Halonusantara.id, Samarinda – Bisa kita lihati banyak sekali kasus-kasus hubungan industrial yang terjadi, Pengusaha sebagai pihak yang memberikan pekerjaan dan upah tidak jarang dilaporkan oleh para pekerjanya terkait permasalahan hubungan industrial, seperti pemutusan hubungan kerja secara sepihak, pemberian upah yang dinilai tidak sesuai, tidak dipenuhinya hak-hak pekerja dan permasalahan sejenis lainnya.
Ketidakharmonisan hubungan industrial perlu segara ditindaklanjuti dan diselesaikan karena dapat menimbulkan dampak negatif baik bagi perusahaan maupun pekerja itu sendiri.
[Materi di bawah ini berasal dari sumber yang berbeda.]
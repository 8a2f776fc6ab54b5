pub mod bookings;
pub mod showings;

use axum::{http::StatusCode, Router};
use std::sync::Arc;
use tracing::error;

use crate::error::CoordinatorError;

pub fn routes() -> Router<Arc<crate::AppState>> {
    Router::new()
        .merge(showings::routes())
        .merge(bookings::routes())
}

/* ---------- helpers ---------- */

/// Map a coordinator error onto the handler error shape.
pub(crate) fn into_http(err: CoordinatorError) -> (StatusCode, String) {
    let status = match &err {
        CoordinatorError::InvalidArgument(_)
        | CoordinatorError::InvalidRequest(_)
        | CoordinatorError::UnknownSeat(_)
        | CoordinatorError::Codec(_) => StatusCode::BAD_REQUEST,
        CoordinatorError::SeatUnavailable(_) | CoordinatorError::SeatTaken(_) => StatusCode::CONFLICT,
        CoordinatorError::ConnectionError(_)
        | CoordinatorError::ConnectionTimeout(_)
        | CoordinatorError::Store(_) => StatusCode::SERVICE_UNAVAILABLE,
        CoordinatorError::BookingTimedOut(_) => StatusCode::GATEWAY_TIMEOUT,
        CoordinatorError::SessionClosed => StatusCode::INTERNAL_SERVER_ERROR,
    };
    if status.is_server_error() {
        error!("request failed: {}", err);
    }
    (status, err.to_string())
}
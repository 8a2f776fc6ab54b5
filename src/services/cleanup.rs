use std::sync::Arc;
use std::time::Duration;
use tokio::task::JoinHandle;
use tracing::info;

use super::arbiter::BookingArbiter;

/// Periodically hands expired seat holds back to everyone.
pub struct CleanupService {
    arbiter: Arc<BookingArbiter>,
    interval: Duration,
}

impl CleanupService {
    pub fn new(arbiter: Arc<BookingArbiter>, interval: Duration) -> Self {
        Self {
            arbiter,
            interval: interval.max(Duration::from_millis(10)),
        }
    }

    /// One sweep over every loaded showing.
    pub async fn run_full_cleanup(&self) -> usize {
        let released = self.arbiter.sweep_expired_holds().await;
        if released == 0 {
            info!("🧹 No expired holds to release");
        } else {
            info!("🧹 Released {} expired hold(s)", released);
        }
        released
    }

    pub async fn get_cleanup_stats(&self) -> CleanupStats {
        CleanupStats {
            loaded_showings: self.arbiter.loaded_showings().await,
            held_seats: self.arbiter.held_seat_count().await,
        }
    }

    pub fn spawn(self) -> JoinHandle<()> {
        tokio::spawn(async move {
            let mut ticker = tokio::time::interval(self.interval);
            ticker.set_missed_tick_behavior(tokio::time::MissedTickBehavior::Delay);
            // first tick fires immediately
            ticker.tick().await;
            loop {
                ticker.tick().await;
                self.run_full_cleanup().await;
            }
        })
    }
}

#[derive(Debug, Clone, Copy, PartialEq, Eq)]
pub struct CleanupStats {
    pub loaded_showings: usize,
    pub held_seats: usize,
}
use axum::{extract::State, http::StatusCode, routing::get, Router};
use std::net::SocketAddr;
use std::sync::Arc;
use std::time::Duration;
use tower_http::trace::TraceLayer;
use tracing::{error, info, warn};
use tracing_subscriber::{layer::SubscriberExt, util::SubscriberInitExt};

use seat_coordinator::{config::Config, controllers, services::CleanupService, AppState};

#[global_allocator]
static GLOBAL: mimalloc::MiMalloc = mimalloc::MiMalloc;

#[tokio::main]
async fn main() -> anyhow::Result<()> {
    dotenvy::dotenv().ok();
    let config = Config::from_env()?;

    let filter = tracing_subscriber::EnvFilter::new(&config.app.rust_log);
    if config.app.log_format == "json" {
        tracing_subscriber::registry()
            .with(filter)
            .with(tracing_subscriber::fmt::layer().json())
            .init();
    } else {
        tracing_subscriber::registry()
            .with(filter)
            .with(tracing_subscriber::fmt::layer())
            .init();
    }

    info!("Starting seat coordinator ({})", config.app.environment);

    let app_state = AppState::new(&config).await?;

    // --- Start background tasks ---

    // Broker consumers; keep retrying until redis is reachable
    let arbiter = app_state.arbiter.clone();
    let retry_delay = config.broker.retry_max();
    tokio::spawn(async move {
        loop {
            match arbiter.clone().start().await {
                Ok(handle) => {
                    if let Err(e) = handle.await {
                        error!("Arbiter loop stopped: {}", e);
                    }
                    return;
                }
                Err(e) => {
                    warn!("Arbiter could not start: {}, retrying in {:?}", e, retry_delay);
                    tokio::time::sleep(retry_delay).await;
                }
            }
        }
    });

    // Release expired holds
    CleanupService::new(
        app_state.arbiter.clone(),
        Duration::from_secs(config.booking.hold_sweep_interval_secs),
    )
    .spawn();

    // --- Start the web server ---

    let app = Router::new()
        .route("/", get(|| async { "Seat coordinator v1.0" }))
        .route("/health", get(health))
        .nest("/api", controllers::routes())
        .with_state(app_state.clone())
        .layer(TraceLayer::new_for_http());

    let addr: SocketAddr = format!("{}:{}", config.app.host, config.app.port).parse()?;
    info!("Server listening on {}", addr);

    let listener = tokio::net::TcpListener::bind(addr).await?;
    axum::serve(listener, app.into_make_service()).await?;
    Ok(())
}

async fn health(State(state): State<Arc<AppState>>) -> (StatusCode, &'static str) {
    if state.healthy().await {
        (StatusCode::OK, "OK")
    } else {
        (StatusCode::SERVICE_UNAVAILABLE, "degraded")
    }
}
use async_trait::async_trait;
use sqlx::PgPool;
use tracing::{error, info};

use super::BookingStore;
use crate::database::Database;
use crate::error::{CoordinatorError, Result};
use crate::models::{BookingOutcome, BookingRequest, SeatId};

/// PostgreSQL-backed store. The primary key on `booked_seats` is the last
/// line of defence against two arbiters booking the same seat.
#[derive(Clone)]
pub struct PgBookingStore {
    pool: PgPool,
}

impl PgBookingStore {
    pub fn new(db: &Database) -> Self {
        Self { pool: db.pool.clone() }
    }
}

#[async_trait]
impl BookingStore for PgBookingStore {
    async fn record(&self, request: &BookingRequest, outcome: &BookingOutcome) -> Result<()> {
        let mut tx = self.pool.begin().await?;

        let inserted = sqlx::query(
            r#"
            INSERT INTO booking_outcomes (request_id, viewer_id, showing_id, accepted, reason, submitted_at)
            VALUES ($1, $2, $3, $4, $5, $6)
            ON CONFLICT (request_id) DO NOTHING
            "#,
        )
        .bind(&outcome.request_id)
        .bind(&request.viewer_id)
        .bind(&request.showing_id)
        .bind(outcome.accepted)
        .bind(outcome.reason.map(|r| r.as_str()))
        .bind(request.submitted_at)
        .execute(&mut *tx)
        .await?
        .rows_affected();

        if inserted == 0 {
            // already settled, first outcome wins
            let _ = tx.rollback().await;
            return Ok(());
        }

        if outcome.accepted {
            for seat in &request.seat_ids {
                let res = sqlx::query(
                    "INSERT INTO booked_seats (showing_id, seat_id, request_id, viewer_id)
                     VALUES ($1, $2, $3, $4)",
                )
                .bind(&request.showing_id)
                .bind(seat.to_string())
                .bind(&outcome.request_id)
                .bind(&request.viewer_id)
                .execute(&mut *tx)
                .await;

                if let Err(e) = res {
                    let _ = tx.rollback().await;
                    let unique = e
                        .as_database_error()
                        .map(|d| d.is_unique_violation())
                        .unwrap_or(false);
                    if unique {
                        return Err(CoordinatorError::SeatTaken(seat.clone()));
                    }
                    error!("failed to book seat {} for {}: {:?}", seat, outcome.request_id, e);
                    return Err(e.into());
                }
            }
        }

        tx.commit().await?;
        info!(
            "Recorded outcome for {} (accepted={}, seats={})",
            outcome.request_id,
            outcome.accepted,
            request.seat_ids.len()
        );
        Ok(())
    }

    async fn find(&self, request_id: &str) -> Result<Option<BookingOutcome>> {
        let row = sqlx::query_as::<_, (String, bool, Option<String>)>(
            "SELECT request_id, accepted, reason FROM booking_outcomes WHERE request_id = $1",
        )
        .bind(request_id)
        .fetch_optional(&self.pool)
        .await?;

        let Some((request_id, accepted, reason)) = row else {
            return Ok(None);
        };

        let reason = match reason {
            Some(r) => Some(r.parse().map_err(CoordinatorError::Store)?),
            None => None,
        };
        Ok(Some(BookingOutcome {
            request_id,
            accepted,
            reason,
        }))
    }

    async fn booked_seats(&self, showing_id: &str) -> Result<Vec<(SeatId, String)>> {
        let rows = sqlx::query_as::<_, (String, String)>(
            "SELECT seat_id, viewer_id FROM booked_seats WHERE showing_id = $1 ORDER BY seat_id",
        )
        .bind(showing_id)
        .fetch_all(&self.pool)
        .await?;

        rows.into_iter()
            .map(|(seat, viewer)| {
                seat.parse::<SeatId>()
                    .map(|id| (id, viewer))
                    .map_err(CoordinatorError::Store)
            })
            .collect()
    }
}
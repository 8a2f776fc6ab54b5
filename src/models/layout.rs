use serde::{Deserialize, Serialize};

use super::{SeatId, SeatState};

pub const STANDARD_ROWS: [&str; 8] = ["A", "B", "C", "D", "E", "F", "G", "H"];
pub const STANDARD_SEATS_PER_ROW: u32 = 12;
pub const STANDARD_PRICE: i64 = 1200;
pub const ACCESSIBLE_PRICE: i64 = 1500;

#[derive(Debug, Clone, PartialEq, Eq, Serialize, Deserialize)]
#[serde(rename_all = "camelCase")]
pub struct SeatSpec {
    pub id: SeatId,
    pub accessible: bool,
    /// Price in minor currency units.
    pub price: i64,
    /// Status known at bootstrap time.
    pub state: SeatState,
    /// Holder or booker, when the source knows it.
    #[serde(default, skip_serializing_if = "Option::is_none")]
    pub holder: Option<String>,
    /// Timestamp of the last authoritative change to this seat. Broadcasts
    /// not newer than this are already reflected in `state`.
    #[serde(default, skip_serializing_if = "Option::is_none")]
    pub updated_at: Option<i64>,
}

/// Seat layout of the room a showing plays in. Read once to seed seat maps.
#[derive(Debug, Clone, PartialEq, Eq, Serialize, Deserialize)]
#[serde(rename_all = "camelCase")]
pub struct RoomLayout {
    pub showing_id: String,
    pub seats: Vec<SeatSpec>,
}

impl RoomLayout {
    pub fn new(showing_id: impl Into<String>, seats: Vec<SeatSpec>) -> Self {
        Self {
            showing_id: showing_id.into(),
            seats,
        }
    }

    /// Rows A-H with 12 seats each. H1 and H2 are wheelchair accessible
    /// and priced higher.
    pub fn standard(showing_id: impl Into<String>) -> Self {
        let mut seats = Vec::with_capacity(STANDARD_ROWS.len() * STANDARD_SEATS_PER_ROW as usize);
        for row in STANDARD_ROWS {
            for number in 1..=STANDARD_SEATS_PER_ROW {
                let accessible = row == "H" && (number == 1 || number == 2);
                seats.push(SeatSpec {
                    id: SeatId::new(row, number),
                    accessible,
                    price: if accessible { ACCESSIBLE_PRICE } else { STANDARD_PRICE },
                    state: SeatState::Available,
                    holder: None,
                    updated_at: None,
                });
            }
        }
        Self::new(showing_id, seats)
    }

    /// Small layout with the given seats, all available at standard price.
    pub fn with_seats(showing_id: impl Into<String>, ids: impl IntoIterator<Item = SeatId>) -> Self {
        let seats = ids
            .into_iter()
            .map(|id| SeatSpec {
                id,
                accessible: false,
                price: STANDARD_PRICE,
                state: SeatState::Available,
                holder: None,
                updated_at: None,
            })
            .collect();
        Self::new(showing_id, seats)
    }

    pub fn capacity(&self) -> usize {
        self.seats.len()
    }

    pub fn contains(&self, id: &SeatId) -> bool {
        self.seats.iter().any(|s| &s.id == id)
    }
}
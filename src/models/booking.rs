use chrono::{DateTime, Utc};
use serde::{Deserialize, Serialize};
use std::collections::BTreeSet;
use std::fmt;
use uuid::Uuid;
use validator::Validate;

use super::SeatId;

/// Seat claim sent to `{namespace}/bookings/request`.
/// `request_id` is the idempotency key.
#[derive(Debug, Clone, PartialEq, Eq, Serialize, Deserialize, Validate)]
#[serde(rename_all = "camelCase")]
pub struct BookingRequest {
    #[validate(length(min = 1, message = "requestId must not be empty"))]
    pub request_id: String,
    #[validate(length(min = 1, message = "viewerId must not be empty"))]
    pub viewer_id: String,
    #[validate(length(min = 1, message = "showingId must not be empty"))]
    pub showing_id: String,
    #[validate(length(min = 1, message = "at least one seat is required"))]
    pub seat_ids: BTreeSet<SeatId>,
    pub submitted_at: DateTime<Utc>,
}

impl BookingRequest {
    /// New request with a fresh request id.
    pub fn new(
        viewer_id: impl Into<String>,
        showing_id: impl Into<String>,
        seat_ids: impl IntoIterator<Item = SeatId>,
    ) -> Self {
        Self {
            request_id: Uuid::new_v4().to_string(),
            viewer_id: viewer_id.into(),
            showing_id: showing_id.into(),
            seat_ids: seat_ids.into_iter().collect(),
            submitted_at: Utc::now(),
        }
    }

    pub fn with_request_id(mut self, request_id: impl Into<String>) -> Self {
        self.request_id = request_id.into();
        self
    }
}

#[derive(Debug, Clone, Copy, PartialEq, Eq, Hash, Serialize, Deserialize)]
#[serde(rename_all = "snake_case")]
pub enum RejectReason {
    SeatTaken,
    NotConnected,
    InvalidRequest,
}

impl RejectReason {
    pub fn as_str(&self) -> &'static str {
        match self {
            RejectReason::SeatTaken => "seat_taken",
            RejectReason::NotConnected => "not_connected",
            RejectReason::InvalidRequest => "invalid_request",
        }
    }
}

impl fmt::Display for RejectReason {
    fn fmt(&self, f: &mut fmt::Formatter<'_>) -> fmt::Result {
        f.write_str(self.as_str())
    }
}

impl std::str::FromStr for RejectReason {
    type Err = String;

    fn from_str(s: &str) -> Result<Self, Self::Err> {
        match s {
            "seat_taken" => Ok(RejectReason::SeatTaken),
            "not_connected" => Ok(RejectReason::NotConnected),
            "invalid_request" => Ok(RejectReason::InvalidRequest),
            other => Err(format!("unknown reject reason '{}'", other)),
        }
    }
}

/// Terminal result for one request id, published on
/// `{namespace}/bookings/response/{viewerId}`.
#[derive(Debug, Clone, PartialEq, Eq, Serialize, Deserialize)]
#[serde(rename_all = "camelCase")]
pub struct BookingOutcome {
    pub request_id: String,
    pub accepted: bool,
    #[serde(default, skip_serializing_if = "Option::is_none")]
    pub reason: Option<RejectReason>,
}

impl BookingOutcome {
    pub fn accepted(request_id: impl Into<String>) -> Self {
        Self {
            request_id: request_id.into(),
            accepted: true,
            reason: None,
        }
    }

    pub fn rejected(request_id: impl Into<String>, reason: RejectReason) -> Self {
        Self {
            request_id: request_id.into(),
            accepted: false,
            reason: Some(reason),
        }
    }
}

/// Announces a local toggle so the arbiter can show the seat as held to
/// everyone else. Holds are not durable.
#[derive(Debug, Clone, PartialEq, Eq, Serialize, Deserialize)]
#[serde(rename_all = "camelCase")]
pub struct HoldIntent {
    pub showing_id: String,
    pub viewer_id: String,
    pub seat_id: SeatId,
    pub held: bool,
}
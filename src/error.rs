use thiserror::Error;

use crate::models::SeatId;

/// Errors raised by the seat coordinator.
///
/// Booking rejections are not errors: they travel as a `BookingOutcome`.
/// The variants here cover what a caller can observe on the way there.
#[derive(Debug, Error)]
pub enum CoordinatorError {
    #[error("invalid argument: {0}")]
    InvalidArgument(String),

    /// Broker unreachable. Recovered by reconnecting, never fatal.
    #[error("broker connection error: {0}")]
    ConnectionError(String),

    #[error("timed out after {0:?} waiting for broker connection")]
    ConnectionTimeout(std::time::Duration),

    #[error("seat {0} is not available")]
    SeatUnavailable(SeatId),

    #[error("seat {0} does not exist in this showing")]
    UnknownSeat(SeatId),

    #[error("invalid booking request: {0}")]
    InvalidRequest(String),

    #[error("seat {0} was taken by another viewer")]
    SeatTaken(SeatId),

    /// Client-side only. The arbiter may still settle the request later.
    #[error("booking {0} timed out waiting for an outcome")]
    BookingTimedOut(String),

    #[error("booking store error: {0}")]
    Store(String),

    #[error("payload codec error: {0}")]
    Codec(#[from] serde_json::Error),

    #[error("session is closed")]
    SessionClosed,
}

impl From<sqlx::Error> for CoordinatorError {
    fn from(err: sqlx::Error) -> Self {
        CoordinatorError::Store(err.to_string())
    }
}

impl From<redis::RedisError> for CoordinatorError {
    fn from(err: redis::RedisError) -> Self {
        CoordinatorError::ConnectionError(err.to_string())
    }
}

impl CoordinatorError {
    /// Transport-level failures that a retry with backoff can cure.
    pub fn is_transient(&self) -> bool {
        matches!(
            self,
            CoordinatorError::ConnectionError(_) | CoordinatorError::ConnectionTimeout(_)
        )
    }
}

pub type Result<T> = std::result::Result<T, CoordinatorError>;
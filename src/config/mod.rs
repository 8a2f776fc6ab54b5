use serde::Deserialize;
use std::env;
use std::str::FromStr;
use std::time::Duration;
use thiserror::Error;

#[derive(Debug, Error)]
pub enum ConfigError {
    #[error("{0} must be set")]
    Missing(&'static str),
    #[error("{name} has an invalid value '{value}'")]
    Invalid { name: &'static str, value: String },
}

/// Top-level configuration, one section per concern.
#[derive(Debug, Clone, Deserialize)]
pub struct Config {
    pub app: AppConfig,
    pub database: DatabaseConfig,
    pub redis: RedisConfig,
    pub broker: BrokerConfig,
    pub booking: BookingConfig,
    pub layout: LayoutConfig,
}

#[derive(Debug, Clone, Deserialize)]
pub struct AppConfig {
    pub host: String,
    pub port: u16,
    pub environment: String,
    pub rust_log: String,
    /// `json` switches the log formatter to structured output.
    pub log_format: String,
}

#[derive(Debug, Clone, Deserialize)]
pub struct DatabaseConfig {
    pub url: String,
    pub pool_size: u32,
    pub acquire_timeout_secs: u64,
}

#[derive(Debug, Clone, Deserialize)]
pub struct RedisConfig {
    pub url: String,
}

/// Pub/sub settings shared by the arbiter and viewer sessions.
#[derive(Debug, Clone, Deserialize)]
pub struct BrokerConfig {
    pub namespace: String,
    pub connect_timeout_ms: u64,
    pub retry_initial_ms: u64,
    pub retry_max_ms: u64,
    pub publish_attempts: u32,
    pub channel_buffer: usize,
}

impl BrokerConfig {
    pub fn connect_timeout(&self) -> Duration {
        Duration::from_millis(self.connect_timeout_ms)
    }

    pub fn retry_initial(&self) -> Duration {
        Duration::from_millis(self.retry_initial_ms)
    }

    pub fn retry_max(&self) -> Duration {
        Duration::from_millis(self.retry_max_ms)
    }
}

impl Default for BrokerConfig {
    fn default() -> Self {
        Self {
            namespace: "cinema".to_string(),
            connect_timeout_ms: 10_000,
            retry_initial_ms: 100,
            retry_max_ms: 5_000,
            publish_attempts: 5,
            channel_buffer: 256,
        }
    }
}

#[derive(Debug, Clone, Deserialize)]
pub struct BookingConfig {
    /// Client-side wait for an outcome before `BookingTimedOut`.
    pub outcome_timeout_ms: u64,
    pub hold_ttl_secs: u64,
    pub hold_sweep_interval_secs: u64,
    pub max_seats_per_request: usize,
}

impl BookingConfig {
    pub fn outcome_timeout(&self) -> Duration {
        Duration::from_millis(self.outcome_timeout_ms)
    }

    pub fn hold_ttl(&self) -> Duration {
        Duration::from_secs(self.hold_ttl_secs)
    }
}

impl Default for BookingConfig {
    fn default() -> Self {
        Self {
            outcome_timeout_ms: 15_000,
            hold_ttl_secs: 300,
            hold_sweep_interval_secs: 30,
            max_seats_per_request: 10,
        }
    }
}

#[derive(Debug, Clone, Deserialize)]
pub struct LayoutConfig {
    /// Base URL of the showings API. Unset means every showing gets the
    /// standard generated room.
    pub base_url: Option<String>,
    pub timeout_secs: u64,
}

impl Config {
    pub fn from_env() -> Result<Self, ConfigError> {
        let broker_defaults = BrokerConfig::default();
        let booking_defaults = BookingConfig::default();

        Ok(Config {
            app: AppConfig {
                host: var_or("HOST", "0.0.0.0"),
                port: parse_or("PORT", 8000)?,
                environment: var_or("ENVIRONMENT", "development"),
                rust_log: var_or("RUST_LOG", "seat_coordinator=debug,tower_http=debug"),
                log_format: var_or("LOG_FORMAT", "text"),
            },
            database: DatabaseConfig {
                url: required("DATABASE_URL")?,
                pool_size: parse_or("DB_POOL_SIZE", 20)?,
                acquire_timeout_secs: parse_or("DB_ACQUIRE_TIMEOUT_SECONDS", 5)?,
            },
            redis: RedisConfig {
                url: required("REDIS_URL")?,
            },
            broker: BrokerConfig {
                namespace: var_or("BROKER_NAMESPACE", &broker_defaults.namespace),
                connect_timeout_ms: parse_or("BROKER_CONNECT_TIMEOUT_MS", broker_defaults.connect_timeout_ms)?,
                retry_initial_ms: parse_or("BROKER_RETRY_INITIAL_MS", broker_defaults.retry_initial_ms)?,
                retry_max_ms: parse_or("BROKER_RETRY_MAX_MS", broker_defaults.retry_max_ms)?,
                publish_attempts: parse_or("BROKER_PUBLISH_ATTEMPTS", broker_defaults.publish_attempts)?,
                channel_buffer: parse_or("BROKER_CHANNEL_BUFFER", broker_defaults.channel_buffer)?,
            },
            booking: BookingConfig {
                outcome_timeout_ms: parse_or("BOOKING_OUTCOME_TIMEOUT_MS", booking_defaults.outcome_timeout_ms)?,
                hold_ttl_secs: parse_or("HOLD_TTL_SECONDS", booking_defaults.hold_ttl_secs)?,
                hold_sweep_interval_secs: parse_or(
                    "HOLD_SWEEP_INTERVAL_SECONDS",
                    booking_defaults.hold_sweep_interval_secs,
                )?,
                max_seats_per_request: parse_or("MAX_SEATS_PER_REQUEST", booking_defaults.max_seats_per_request)?,
            },
            layout: LayoutConfig {
                base_url: env::var("LAYOUT_API_URL").ok().filter(|s| !s.is_empty()),
                timeout_secs: parse_or("LAYOUT_API_TIMEOUT_SECONDS", 5)?,
            },
        })
    }
}

fn var_or(name: &'static str, default: &str) -> String {
    env::var(name).unwrap_or_else(|_| default.to_string())
}

fn required(name: &'static str) -> Result<String, ConfigError> {
    env::var(name).map_err(|_| ConfigError::Missing(name))
}

fn parse_or<T: FromStr>(name: &'static str, default: T) -> Result<T, ConfigError> {
    match env::var(name) {
        Ok(value) => value
            .parse()
            .map_err(|_| ConfigError::Invalid { name, value }),
        Err(_) => Ok(default),
    }
}

#[cfg(test)]
mod tests {
    use super::*;

    #[test]
    fn parse_or_falls_back_and_reports_bad_values() {
        assert_eq!(parse_or::<u16>("SEAT_COORDINATOR_TEST_UNSET_PORT", 8000).unwrap(), 8000);

        env::set_var("SEAT_COORDINATOR_TEST_BAD_PORT", "eighty");
        let err = parse_or::<u16>("SEAT_COORDINATOR_TEST_BAD_PORT", 8000).unwrap_err();
        assert!(matches!(err, ConfigError::Invalid { name: "SEAT_COORDINATOR_TEST_BAD_PORT", .. }));
        env::remove_var("SEAT_COORDINATOR_TEST_BAD_PORT");
    }

    #[test]
    fn durations_come_from_millis() {
        let broker = BrokerConfig::default();
        assert_eq!(broker.connect_timeout(), Duration::from_secs(10));
        assert_eq!(BookingConfig::default().hold_ttl(), Duration::from_secs(300));
    }
}
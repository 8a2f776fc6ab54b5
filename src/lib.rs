pub mod broker;
pub mod config;
pub mod controllers;
pub mod database;
pub mod error;
pub mod layout_client;
pub mod models;
pub mod presence;
pub mod redis_client;
pub mod seat_map;
pub mod services;
pub mod session;
pub mod store;
pub mod synchronizer;
pub mod topics;

use std::sync::Arc;
use std::time::Duration;
use tracing::info;

use broker::{Broker, RedisBroker};
use layout_client::{HttpLayoutClient, LayoutSource, StaticLayouts};
use services::BookingArbiter;
use store::PgBookingStore;
use topics::TopicRouter;

pub use error::CoordinatorError;

// Shared state of the arbiter service
#[derive(Clone)]
pub struct AppState {
    pub arbiter: Arc<BookingArbiter>,
    pub broker: Arc<dyn Broker>,
    /// Absent when the arbiter runs over an in-memory store.
    pub db: Option<database::Database>,
}

impl AppState {
    pub fn with_arbiter(arbiter: Arc<BookingArbiter>, broker: Arc<dyn Broker>) -> Arc<Self> {
        Arc::new(Self {
            arbiter,
            broker,
            db: None,
        })
    }

    /// Broker connected and, if there is one, the database answering.
    pub async fn healthy(&self) -> bool {
        if !self.broker.is_connected() {
            return false;
        }
        match &self.db {
            Some(db) => db.ping().await,
            None => true,
        }
    }

    /// Wire up PostgreSQL, the Redis broker and the layout source from
    /// configuration.
    pub async fn new(config: &config::Config) -> anyhow::Result<Arc<Self>> {
        let db = database::Database::connect(&config.database).await?;
        db.run_migrations().await?;

        let store = Arc::new(PgBookingStore::new(&db));
        let broker: Arc<dyn Broker> = Arc::new(RedisBroker::new(&config.redis.url, config.broker.channel_buffer));

        let layouts: Arc<dyn LayoutSource> = match &config.layout.base_url {
            Some(url) => {
                info!("Room layouts from {}", url);
                Arc::new(HttpLayoutClient::new(url, Duration::from_secs(config.layout.timeout_secs))?)
            }
            None => {
                info!("No LAYOUT_API_URL set, every showing uses the standard room");
                Arc::new(StaticLayouts::with_standard_fallback())
            }
        };

        let arbiter = Arc::new(BookingArbiter::new(
            broker.clone(),
            store,
            layouts,
            TopicRouter::new(config.broker.namespace.clone())?,
            &config.broker,
            &config.booking,
        ));

        Ok(Arc::new(Self {
            arbiter,
            broker,
            db: Some(db),
        }))
    }
}
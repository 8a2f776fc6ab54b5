use axum::{
    extract::{Path, State},
    http::StatusCode,
    response::IntoResponse,
    routing::{get, post},
    Json, Router,
};
use chrono::Utc;
use serde::Deserialize;
use std::sync::Arc;
use uuid::Uuid;

use super::into_http;
use crate::models::{BookingRequest, SeatId};
use crate::AppState;

pub fn routes() -> Router<Arc<AppState>> {
    Router::new()
        .route("/bookings", post(create_booking))
        .route("/bookings/{request_id}", get(get_booking))
}

/* ---------- BOOKINGS ---------- */

// POST /api/bookings
#[derive(Debug, Deserialize)]
#[serde(rename_all = "camelCase")]
struct CreateBookingRequest {
    /// Client-chosen idempotency key; generated when absent.
    request_id: Option<String>,
    viewer_id: String,
    showing_id: String,
    seat_ids: Vec<String>,
}

async fn create_booking(
    State(state): State<Arc<AppState>>,
    Json(req): Json<CreateBookingRequest>,
) -> Result<impl IntoResponse, (StatusCode, String)> {
    if req.viewer_id.trim().is_empty() {
        return Err((StatusCode::BAD_REQUEST, "viewerId must not be empty".to_string()));
    }

    let seat_ids = req
        .seat_ids
        .iter()
        .map(|s| s.parse::<SeatId>())
        .collect::<Result<_, _>>()
        .map_err(|e| (StatusCode::BAD_REQUEST, e))?;

    let request = BookingRequest {
        request_id: req.request_id.unwrap_or_else(|| Uuid::new_v4().to_string()),
        viewer_id: req.viewer_id,
        showing_id: req.showing_id,
        seat_ids,
        submitted_at: Utc::now(),
    };

    let outcome = state.arbiter.process_request(&request).await.map_err(into_http)?;
    let status = if outcome.accepted {
        StatusCode::CREATED
    } else {
        StatusCode::OK
    };
    Ok((status, Json(outcome)))
}

// GET /api/bookings/{request_id}
async fn get_booking(
    State(state): State<Arc<AppState>>,
    Path(request_id): Path<String>,
) -> Result<impl IntoResponse, (StatusCode, String)> {
    match state.arbiter.outcome(&request_id).await.map_err(into_http)? {
        Some(outcome) => Ok(Json(outcome)),
        None => Err((StatusCode::NOT_FOUND, format!("no booking with request id '{}'", request_id))),
    }
}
Jika di cermati terdapat dualisme regulasi, yaitu Peraturan Pemerintah Nomor 36 Tahun 2021 dan Permenaker Nomor 18 Tahun 2022. Hal ini menimbulkan ketidakpastian hukum, pemerintah perlu bertindak cermat dalam memberikan kepastian hukum dan hierarki norma kebijakan untuk menghindari benturan kepentingan antara pengusaha dan pekerja.
Untuk kedepannya, sangat penting bagi pengusaha atau perusahaan untuk mendanakan kompensasi pascakerja sejak dini. Uang pesangon jadi masalah karena selama ini perusahaan tidak mendanakannya atau tidak dipisahkan dari sistem keuangan perusahaan. Sebagai solusi, sudah waktunya pengusaha atau perusahaan memanfaatkan Dana Pensiun Lembaga Keuangan (DPLK) sebagai sarana pendanaan kompensasi pascakerja.
Baik untuk membayar Uang Pesangon (UP), Uang Penggantian Hak (UPH), Uang Penghargaan Masa Kerja (UPMK) pekerja manakala terjadi Pemutusan Hubungan Kerja (PHK). Dengan begitu, bila sewaktu-waktu, pengusaha “terpaksa” harus mem-PHK pekerja maka uang pesangon dan uang penghargaan masa kerja untuk pekerja sudah tersedia dan tinggal dibayarkan.
Pengusaha atau perusahaan mestinya juga memperhatikan alasan dan prosedur dalam melakukan Pemutusan Hubungan Kerja (PHK), Kemnaker dan dinas ketenagakerjaan kabupaten/kota harus memastikan hasil audit perusahaan yang dilakukan oleh akuntan publik sesuai dengan kondisi riil perusahaan. Selain itu, Kemnaker dan Disnaker kabupaten/kota harus mengawasi kontrak kerja, Perjanjian Kerja Bersama (PKB) dan peraturan perusahaan.
Pemenuhan hak pekerja/buruh sebaiknya diletakkan dalam konteks yang lebih luas. Jika yang menjadi masalah adalah bagaimana peran dalam mengoptimalkan pemenuhan hak pekerja/buruh atas upah yang layak pekerja/buruh secara keseluruhan (bukan hanya tugas Pengawas dan Mediator Hubungan Industrial), maka fokus utama mestinya diarahkan bagaimana komitmen pemerintah daerah dalam koordinasi teknis lintas sektor dilingkungan Satuan Kerja Perangkat Daerah (SKPD) terkait, sehingga bidang ketenagakerjaan juga dianggap penting.
Mewujudkan hubungan industrial yang harmonis, dinamis, dan berkeadilan sesuaidengan nilai-nilai Pancasila menjadi salah satu tantangan oleh berbagai pihak saat ini. Peran pekerja, pengusaha atau perusahaan sebagai pemilik modal ataupun pemerintah mestinya harus saling bersinergi dalam mengahadapi masalah hubungan perindustrian sekarang ini.